Version du 13 avril 2012 à 22:04

< Brique
Index alphabétique - B
Buize >
Index par tome


BUFFET D’ORGUES

s. m. On désigne ainsi les armatures en charpente et menuiserie qui servent à renfermer les orgues des églises. Jusqu’au XVe siècle, il ne paraît pas que les grandes orgues fussent en usage. On ne se servait guère que d’instruments de dimensions médiocres, et qui pouvaient être renfermés dans des meubles, posés dans les chœurs, sur les jubés, ou sur des tribunes plus ou moins vastes destinées à contenir non-seulement les orgues, mais encore des chantres et musiciens. Ce n’est que vers la fin du XVe siècle et au commencement du XVIe que l’on eut l’idée de donner aux orgues des dimensions inusitées jusqu’alors, ayant une grande puissance de son et exigeant, pour les renfermer, des charpentes colossales. Les buffets d’orgues les plus anciens que nous connaissions ne remontent pas au-delà des dernières années du XVe siècle ; et ces orgues ne sont rien auprès des instruments monstrueux que l’on fabrique depuis le XVIIe siècle. Cependant, dès le XIVe siècle, certaines orgues étaient déjà composées des mêmes éléments que celles de nos jours : claviers superposés et pouvant se réunir, tuyaux d’étain en montre, trois soufflets, jeux de mutation, et ce qui doit être noté ici particulièrement, ces orgues avaient un positif placé derrière l’organiste et dans lequel on avait mis des flûtes dont l’effet est signalé comme très-agréable.

M. Félix Clément, à qui nous devons des renseignements précieux sur l’ancienne musique et sur les orgues, nous fait connaître qu’il a trouvé, dans les archives de Toulouse, un document fort curieux sur la donation faite à une confrérie, par Bernard de Rosergio, archevêque de Toulouse, d’un orgue, à la date de 1463. Il résulte de cette pièce que cinq orgues furent placées sur le jubé dans l’ordre suivant : un grand orgue s’élevait au milieu, derrière un petit orgue disposé comme l’est actuellement le positif ; un autre orgue, de petite dimension, était placé au haut du grand buffet et surmonté d’un ange ; à droite et à gauche au jubé se trouvaient deux autres orgues, dont deux confréries étaient autorisées à se servir, tandis que l’usage des trois premiers était exclusivement réservé aux chanoines et au chapitre de la cathédrale. Les cinq instruments pouvaient, du reste, résonner ensemble à la volonté de l’archevêque1.
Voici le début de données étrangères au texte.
//! svclog - leveled structured logging for microservices
//!
//! Every record carries the caller's transaction ID (`request-id`) and the
//! service name (`service-name`) next to the caller's own fields, and is
//! rendered as LTSV, JSON or text.
//!
//! ```no_run
//! use svclog::{f, Config, Formatter, Level};
//!
//! svclog::alter_default_logger(Config::new([
//!     svclog::with_formatter(Formatter::Json),
//!     svclog::with_min_level(Level::Debug),
//! ]));
//! svclog::info("tx-1", "order accepted", &[f("order_id", 123)]);
//! ```
//!
//! ## Architecture
//!
//! The crate is organized into modules:
//! - `level` - Ordered severities and level parsing
//! - `field` - Key/value attributes
//! - `format` - Record shape and the text/JSON/LTSV renderers
//! - `config` - Immutable config, sinks, settings from file or environment
//! - `logger` - The facade, the process-wide default and the `log` bridge

pub mod config;
pub mod field;
pub mod format;
pub mod level;
pub mod logger;

pub use config::{
    with_formatter, with_min_level, with_out, BufferSink, Config, ConfigBuilder, ConfigError,
    ConfigOption, LogSettings, Sink,
};
pub use field::{e, f, Field, ERROR_KEY};
pub use format::Formatter;
pub use level::{parse_level, Level, ParseLevelError};
pub use logger::{
    alter_default_logger, debug, default_logger, error, info, install_log_bridge, merge_fields,
    new_transaction_id, panic, service_name, warn, LogBridge, Logger, REQUEST_ID_KEY,
    SERVICE_NAME_KEY, SERVICE_NAME_NOT_SET, X_TRANSACTION_ID,
};
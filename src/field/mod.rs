//! Structured log attributes.

pub mod attribute;

pub use attribute::*;
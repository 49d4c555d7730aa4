//! Emits one record per level using `LOG_LEVEL`, `LOG_FORMAT` and `LOG_OUT`.
//!
//! `LOG_LEVEL=debug LOG_FORMAT=json cargo run --bin svclog-demo`

use std::io;

use anyhow::{Context, Result};
use svclog::{e, f, LogSettings};

fn main() -> Result<()> {
    let config = LogSettings::from_env()
        .into_config()
        .context("invalid logger settings")?;
    svclog::alter_default_logger(config);
    svclog::install_log_bridge(svclog::default_logger().config().min_level())
        .context("log backend already installed")?;

    let tx_id = svclog::new_transaction_id();
    svclog::debug(&tx_id, "cache warmed", &[f("entries", 1024)]);
    svclog::info(&tx_id, "request accepted", &[f("path", "/orders"), f("id", 123)]);
    svclog::warn(&tx_id, "slow upstream", &[f("elapsed_ms", 1500)]);

    let err = io::Error::new(io::ErrorKind::TimedOut, "upstream timed out");
    svclog::error(&tx_id, "request failed", &[e(&err)]);

    log::info!("bridged record from the log facade");
    Ok(())
}
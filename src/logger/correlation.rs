//! Correlation fields shared by every record.

use uuid::Uuid;

/// Header (or message attribute) that carries the transaction ID between
/// services.
pub const X_TRANSACTION_ID: &str = "X-Transaction-ID";

pub const REQUEST_ID_KEY: &str = "request-id";
pub const SERVICE_NAME_KEY: &str = "service-name";

/// Service name used when none was set at build time.
pub const SERVICE_NAME_NOT_SET: &str = "not-set";

/// Name of this service, taken from the `SERVICE_NAME` environment
/// variable at compile time.
pub fn service_name() -> &'static str {
    option_env!("SERVICE_NAME").unwrap_or(SERVICE_NAME_NOT_SET)
}

/// Fresh transaction ID for a request that arrived without one.
pub fn new_transaction_id() -> String {
    Uuid::new_v4().to_string()
}
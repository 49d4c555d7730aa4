//! Textual logger settings from a config file or the environment.

use serde::Deserialize;

use crate::format::Formatter;
use crate::level::parse_level;

use super::options::Config;
use super::sink::Sink;
use super::ConfigError;

pub const ENV_LOG_LEVEL: &str = "LOG_LEVEL";
pub const ENV_LOG_FORMAT: &str = "LOG_FORMAT";
pub const ENV_LOG_OUT: &str = "LOG_OUT";

/// Logger settings as they appear in a service's configuration.
///
/// Missing keys take the defaults: `info`, `ltsv`, `stdout`.
#[derive(Debug, Clone, PartialEq, Eq, Deserialize)]
#[serde(default)]
pub struct LogSettings {
    pub level: String,
    pub format: String,
    pub out: String,
}

impl Default for LogSettings {
    fn default() -> Self {
        Self {
            level: "info".to_string(),
            format: "ltsv".to_string(),
            out: "stdout".to_string(),
        }
    }
}

impl LogSettings {
    /// Read `LOG_LEVEL`, `LOG_FORMAT` and `LOG_OUT`, defaulting unset ones.
    pub fn from_env() -> Self {
        Self::from_lookup(|key| std::env::var(key).ok())
    }

    pub fn from_lookup(lookup: impl Fn(&str) -> Option<String>) -> Self {
        let defaults = Self::default();
        Self {
            level: lookup(ENV_LOG_LEVEL).unwrap_or(defaults.level),
            format: lookup(ENV_LOG_FORMAT).unwrap_or(defaults.format),
            out: lookup(ENV_LOG_OUT).unwrap_or(defaults.out),
        }
    }

    /// Validate every setting and build the config.
    pub fn into_config(self) -> Result<Config, ConfigError> {
        let min_level = parse_level(&self.level)?;
        let formatter: Formatter = self.format.parse()?;
        let out: Sink = self.out.parse()?;

        log::debug!(
            "LOG_SETTINGS_RESOLVED level={} format={} out={}",
            min_level,
            formatter,
            self.out
        );

        Ok(Config::builder()
            .formatter(formatter)
            .out(out)
            .min_level(min_level)
            .build())
    }
}

impl TryFrom<LogSettings> for Config {
    type Error = ConfigError;

    fn try_from(settings: LogSettings) -> Result<Self, Self::Error> {
        settings.into_config()
    }
}
//! Log level definition and parsing.

use std::fmt;
use std::str::FromStr;

use thiserror::Error;

const STR_DEBUG: &str = "debug";
const STR_INFO: &str = "info";
const STR_WARN: &str = "warn";
const STR_ERROR: &str = "error";
const STR_PANIC: &str = "panic";
const STR_UNKNOWN: &str = "unknown";

/// Severity of a log record.
#[derive(Debug, Clone, Copy, PartialEq, Eq, PartialOrd, Ord, Hash, Default)]
#[repr(i8)]
pub enum Level {
    Debug = 1,
    #[default]
    Info = 2,
    Warn = 3,
    Error = 4,
    Panic = 5,
}

impl Level {
    /// All levels in ascending order.
    pub const ALL: [Level; 5] = [
        Level::Debug,
        Level::Info,
        Level::Warn,
        Level::Error,
        Level::Panic,
    ];

    pub fn as_str(&self) -> &'static str {
        match self {
            Level::Debug => STR_DEBUG,
            Level::Info => STR_INFO,
            Level::Warn => STR_WARN,
            Level::Error => STR_ERROR,
            Level::Panic => STR_PANIC,
        }
    }

    /// Name of a raw level value. Values outside the defined range
    /// name as "unknown".
    pub fn name_of(raw: i8) -> &'static str {
        Level::try_from(raw).map(|l| l.as_str()).unwrap_or(STR_UNKNOWN)
    }
}

impl fmt::Display for Level {
    fn fmt(&self, f: &mut fmt::Formatter<'_>) -> fmt::Result {
        f.write_str(self.as_str())
    }
}

impl From<Level> for i8 {
    fn from(level: Level) -> Self {
        level as i8
    }
}

impl TryFrom<i8> for Level {
    type Error = ParseLevelError;

    fn try_from(raw: i8) -> Result<Self, ParseLevelError> {
        Level::ALL
            .into_iter()
            .find(|l| *l as i8 == raw)
            .ok_or_else(|| ParseLevelError(raw.to_string()))
    }
}

/// Returned when a level name is not one of the five defined levels.
#[derive(Debug, Clone, PartialEq, Eq, Error)]
#[error("unknown log level: {0}")]
pub struct ParseLevelError(pub String);

/// Parse a level name, case-insensitively.
///
/// Meant for startup-time configuration. Callers decide whether an
/// invalid name is fatal.
pub fn parse_level(name: &str) -> Result<Level, ParseLevelError> {
    match name.to_ascii_lowercase().as_str() {
        STR_DEBUG => Ok(Level::Debug),
        STR_INFO => Ok(Level::Info),
        STR_WARN => Ok(Level::Warn),
        STR_ERROR => Ok(Level::Error),
        STR_PANIC => Ok(Level::Panic),
        _ => Err(ParseLevelError(name.to_string())),
    }
}

impl FromStr for Level {
    type Err = ParseLevelError;

    fn from_str(s: &str) -> Result<Self, Self::Err> {
        parse_level(s)
    }
}

impl From<log::Level> for Level {
    /// `log` has no panic level; trace folds into debug.
    fn from(level: log::Level) -> Self {
        match level {
            log::Level::Trace | log::Level::Debug => Level::Debug,
            log::Level::Info => Level::Info,
            log::Level::Warn => Level::Warn,
            log::Level::Error => Level::Error,
        }
    }
}

impl From<Level> for log::LevelFilter {
    fn from(level: Level) -> Self {
        match level {
            Level::Debug => log::LevelFilter::Trace,
            Level::Info => log::LevelFilter::Info,
            Level::Warn => log::LevelFilter::Warn,
            Level::Error | Level::Panic => log::LevelFilter::Error,
        }
    }
}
« L’église de Saint-Severin, dit l’abbé Lebeuf2, est une des premières de Paris où l’on ait vu des orgues:il y en eut dès le règne du roi Jean, mais c’était un petit buffet; aussi l’église n’étoit-elle alors ni si longue ni si large. J’ai lu dans un extrait du nécrologe manuscrit de cette église que, l’an 1358, le lundi après l’Ascension, maître Reynaud de Douy, écolier en théologie à Paris et gouverneur des grandes écoles de la parouesse Saint-Severin, donna à l’église une bonne orgues et bien ordenées. Celles que l’on a vu subsister jusqu’en 1747, adossées à la tour de l’église, n’avoient été faites qu’en 1512… »

Au XVe siècle, on parle, pour la première fois, d’orgues de seize et même de trente-deux pieds ; les buffets durent donc prendre, dès cette époque, des dimensions monumentales.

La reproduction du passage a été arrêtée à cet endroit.